7. Undoubtedly, in this case the claimant, as noticed at the outset, had not adopted the aforesaid course of action.

8. Unfortunately, however, the problem in this case with the appellant is that neither before the Tribunal nor in this Court the appellant raised its little finger either with respect to the admissibility of the aforesaid documents or the non-tenability of the claim on account of the fact that the doctor was not produced. Even in the memo of appeal the appellant has not raised as a ground of appeal any of the aforesaid contentions. Despite our reiteration of the proposition of law as mentioned in the foregoing paragraphs of this judgment, we have no hesitation in dismissing this appeal because we find that a contesting respondents who did not raise the aforesaid defences in the Tribunal can be said to have acquiesced with the contentions raised by the claimant, because despite opportunities available it did not raise any objections to the untenability of the claim or the inadmissibility of the documents being exhibited in the manner it was done. Acquiescence is much more writ large because in the Memorandum of Appeal filed in this Court, no ground whatsoever, not even by way of a murmur or whisper, has been taken by the appellant as a ground of challenge while assailing the judgment of the Tribunal. We must also say for the sake of record that even during the course of arguments, learned counsel appearing for the appellant did not urge or raise any of these grounds while challenging the Award in this appeal. We cannot, therefore, help such an appellant who did not raise or urge these grounds of defence either during the trial before the Tribunal or while assailing the judgment in this appeal.

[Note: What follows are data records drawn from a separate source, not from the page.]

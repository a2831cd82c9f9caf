//! Loading, cleaning, and transforming raw price data.
//!
//! Raw CSVs arrive with a `Date` and a `Price` column in assorted date
//! formats, sometimes out of order and with junk rows. This module validates
//! the schema up front, drops unusable rows with a logged notice, thins the
//! series to bound sampler cost, and derives the log-return series the
//! change-point model consumes.

use std::path::Path;

use chrono::NaiveDate;
use tracing::{debug, info, warn};

use crate::core::{LogReturnSeries, PricePoint, PriceSeries};
use crate::error::{AnalysisError, Result};

/// Date formats accepted in input CSVs, tried in order.
const DATE_FORMATS: &[&str] = &["%Y-%m-%d", "%d-%b-%y", "%m/%d/%Y", "%Y/%m/%d", "%d-%m-%Y"];

/// Configuration for data preparation.
#[derive(Debug, Clone)]
pub struct PrepareConfig {
    /// Keep every `stride`-th row of the cleaned series. A stride of 1
    /// disables thinning; larger strides trade statistical power for
    /// sampler speed.
    pub stride: usize,
}

impl Default for PrepareConfig {
    fn default() -> Self {
        Self { stride: 5 }
    }
}

impl PrepareConfig {
    /// Set the thinning stride.
    pub fn with_stride(mut self, stride: usize) -> Self {
        self.stride = stride;
        self
    }
}

/// Parse a date string against the accepted formats. Shared with the event
/// catalogue loader so both inputs tolerate the same formats.
pub(crate) fn parse_date(raw: &str) -> Option<NaiveDate> {
    let raw = raw.trim();
    DATE_FORMATS
        .iter()
        .find_map(|fmt| NaiveDate::parse_from_str(raw, fmt).ok())
}

/// Load a raw price CSV into a cleaned, date-sorted [`PriceSeries`].
///
/// Fails with [`AnalysisError::NotFound`] before any parsing if the file does
/// not exist, and with [`AnalysisError::MissingColumn`] if the `Date` or
/// `Price` header is absent. Rows whose date or price cannot be parsed, or
/// whose price is non-positive, are dropped with a logged notice.
pub fn load_price_csv(path: &Path) -> Result<PriceSeries> {
    if !path.exists() {
        return Err(AnalysisError::NotFound(path.to_path_buf()));
    }

    let mut reader = csv::Reader::from_path(path)?;
    let headers = reader.headers()?.clone();
    let date_col = headers
        .iter()
        .position(|h| h == "Date")
        .ok_or_else(|| AnalysisError::MissingColumn("Date".to_string()))?;
    let price_col = headers
        .iter()
        .position(|h| h == "Price")
        .ok_or_else(|| AnalysisError::MissingColumn("Price".to_string()))?;

    let mut points = Vec::new();
    let mut dropped = 0usize;
    for (row, record) in reader.records().enumerate() {
        let record = record?;
        let raw_date = record.get(date_col).unwrap_or("");
        let raw_price = record.get(price_col).unwrap_or("");

        let date = match parse_date(raw_date) {
            Some(date) => date,
            None => {
                warn!(row, raw_date, "dropping row with unparsable date");
                dropped += 1;
                continue;
            }
        };
        let price = match raw_price.trim().parse::<f64>() {
            Ok(price) => price,
            Err(_) => {
                warn!(row, raw_price, "dropping row with unparsable price");
                dropped += 1;
                continue;
            }
        };
        match PricePoint::new(date, price) {
            Ok(point) => points.push(point),
            Err(_) => {
                warn!(row, price, "dropping row with non-positive price");
                dropped += 1;
            }
        }
    }

    info!(
        kept = points.len(),
        dropped,
        path = %path.display(),
        "loaded price series"
    );
    Ok(PriceSeries::from_points(points))
}

/// Thin a cleaned series and derive its log returns.
///
/// Returns the thinned price series alongside the log-return series, which is
/// always one element shorter (or empty when the thinned series has at most
/// one row). Never fails on empty input.
pub fn prepare(
    series: PriceSeries,
    config: &PrepareConfig,
) -> Result<(PriceSeries, LogReturnSeries)> {
    let thinned = series.thin(config.stride)?;
    let returns = thinned.log_returns();
    debug!(
        observations = thinned.len(),
        returns = returns.len(),
        stride = config.stride,
        "prepared log-return series"
    );
    Ok((thinned, returns))
}

/// Load, clean, thin, and transform a price CSV in one step.
pub fn load_and_prepare(
    path: &Path,
    config: &PrepareConfig,
) -> Result<(PriceSeries, LogReturnSeries)> {
    prepare(load_price_csv(path)?, config)
}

9. In the absence of any of the aforesaid contentions being raised by the appellant, this appeal must fail. The appeal is accordingly dismissed.

10. The statutory amount deposited by the appellant shall be transmitted to the Tribunal for disbursement to the claimant.

11. Because of the aforesaid observations made, we direct the Registrar General of this Court to circulate the copies of this judgment for the information of all concerned.